INFORMATION PROVIDED:
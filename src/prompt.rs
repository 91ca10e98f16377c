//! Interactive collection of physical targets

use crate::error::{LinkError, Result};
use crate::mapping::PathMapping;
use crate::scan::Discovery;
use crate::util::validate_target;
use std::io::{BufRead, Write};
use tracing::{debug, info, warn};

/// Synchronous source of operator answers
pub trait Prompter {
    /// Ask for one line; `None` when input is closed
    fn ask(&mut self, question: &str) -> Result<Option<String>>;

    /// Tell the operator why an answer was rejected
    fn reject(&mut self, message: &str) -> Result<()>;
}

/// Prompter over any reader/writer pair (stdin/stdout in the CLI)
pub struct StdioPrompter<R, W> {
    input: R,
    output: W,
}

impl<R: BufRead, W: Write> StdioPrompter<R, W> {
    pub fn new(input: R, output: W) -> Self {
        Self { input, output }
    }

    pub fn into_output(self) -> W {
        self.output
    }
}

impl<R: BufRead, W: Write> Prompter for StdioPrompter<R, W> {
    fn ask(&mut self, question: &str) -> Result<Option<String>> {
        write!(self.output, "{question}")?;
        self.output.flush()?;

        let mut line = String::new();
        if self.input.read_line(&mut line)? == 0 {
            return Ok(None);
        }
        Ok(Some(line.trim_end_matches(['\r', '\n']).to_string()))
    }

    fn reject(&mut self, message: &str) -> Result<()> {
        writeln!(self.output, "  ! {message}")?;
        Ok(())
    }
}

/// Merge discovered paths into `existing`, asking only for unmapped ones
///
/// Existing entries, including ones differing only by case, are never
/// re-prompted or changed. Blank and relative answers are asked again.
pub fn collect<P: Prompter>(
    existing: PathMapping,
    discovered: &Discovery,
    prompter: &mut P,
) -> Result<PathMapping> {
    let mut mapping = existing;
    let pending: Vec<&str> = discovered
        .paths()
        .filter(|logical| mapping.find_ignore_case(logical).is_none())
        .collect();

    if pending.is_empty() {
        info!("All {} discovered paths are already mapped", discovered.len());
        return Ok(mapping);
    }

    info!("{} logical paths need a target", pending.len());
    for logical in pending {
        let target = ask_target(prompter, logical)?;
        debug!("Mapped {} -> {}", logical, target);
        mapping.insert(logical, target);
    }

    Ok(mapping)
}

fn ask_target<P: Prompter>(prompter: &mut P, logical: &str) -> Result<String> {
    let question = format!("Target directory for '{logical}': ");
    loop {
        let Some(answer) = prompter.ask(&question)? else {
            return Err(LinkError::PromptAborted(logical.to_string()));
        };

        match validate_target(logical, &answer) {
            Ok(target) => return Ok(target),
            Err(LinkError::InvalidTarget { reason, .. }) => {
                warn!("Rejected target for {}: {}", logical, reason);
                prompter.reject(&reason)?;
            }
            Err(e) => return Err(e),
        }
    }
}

* * *

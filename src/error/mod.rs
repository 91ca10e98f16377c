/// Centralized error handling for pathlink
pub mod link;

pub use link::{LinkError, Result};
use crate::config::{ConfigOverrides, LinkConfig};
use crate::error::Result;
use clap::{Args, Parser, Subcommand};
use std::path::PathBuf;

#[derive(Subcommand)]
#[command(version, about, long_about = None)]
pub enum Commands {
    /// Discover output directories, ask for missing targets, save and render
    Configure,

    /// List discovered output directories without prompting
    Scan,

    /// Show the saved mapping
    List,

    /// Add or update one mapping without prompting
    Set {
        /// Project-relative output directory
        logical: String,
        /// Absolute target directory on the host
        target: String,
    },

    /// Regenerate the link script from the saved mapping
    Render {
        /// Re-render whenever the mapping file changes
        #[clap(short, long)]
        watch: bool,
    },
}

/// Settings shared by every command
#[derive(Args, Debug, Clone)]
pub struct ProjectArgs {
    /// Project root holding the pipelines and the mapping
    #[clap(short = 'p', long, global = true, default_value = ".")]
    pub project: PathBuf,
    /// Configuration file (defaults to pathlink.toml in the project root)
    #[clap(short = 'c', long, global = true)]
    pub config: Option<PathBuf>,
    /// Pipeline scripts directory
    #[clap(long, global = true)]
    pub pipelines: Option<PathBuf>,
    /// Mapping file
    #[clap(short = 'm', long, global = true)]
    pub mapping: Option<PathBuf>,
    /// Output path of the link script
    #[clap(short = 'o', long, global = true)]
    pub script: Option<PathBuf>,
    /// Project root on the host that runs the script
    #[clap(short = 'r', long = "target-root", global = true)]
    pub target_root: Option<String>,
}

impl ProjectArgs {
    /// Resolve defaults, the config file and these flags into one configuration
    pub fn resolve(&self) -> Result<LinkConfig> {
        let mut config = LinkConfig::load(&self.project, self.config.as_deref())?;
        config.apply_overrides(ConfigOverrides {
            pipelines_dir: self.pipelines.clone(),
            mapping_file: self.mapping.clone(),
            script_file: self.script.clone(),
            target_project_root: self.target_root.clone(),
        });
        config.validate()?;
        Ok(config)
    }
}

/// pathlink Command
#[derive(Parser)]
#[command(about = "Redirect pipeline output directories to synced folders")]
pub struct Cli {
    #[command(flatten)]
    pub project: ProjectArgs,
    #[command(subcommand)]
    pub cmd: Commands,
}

EXERCISE BRIEF: All lines above in which the word "pending" occurs should be identified and copied.

SOLUTION TO THE EXERCISE:
    let pending: Vec<&str> = discovered
    if pending.is_empty() {
    info!("{} logical paths need a target", pending.len());
    for logical in pending {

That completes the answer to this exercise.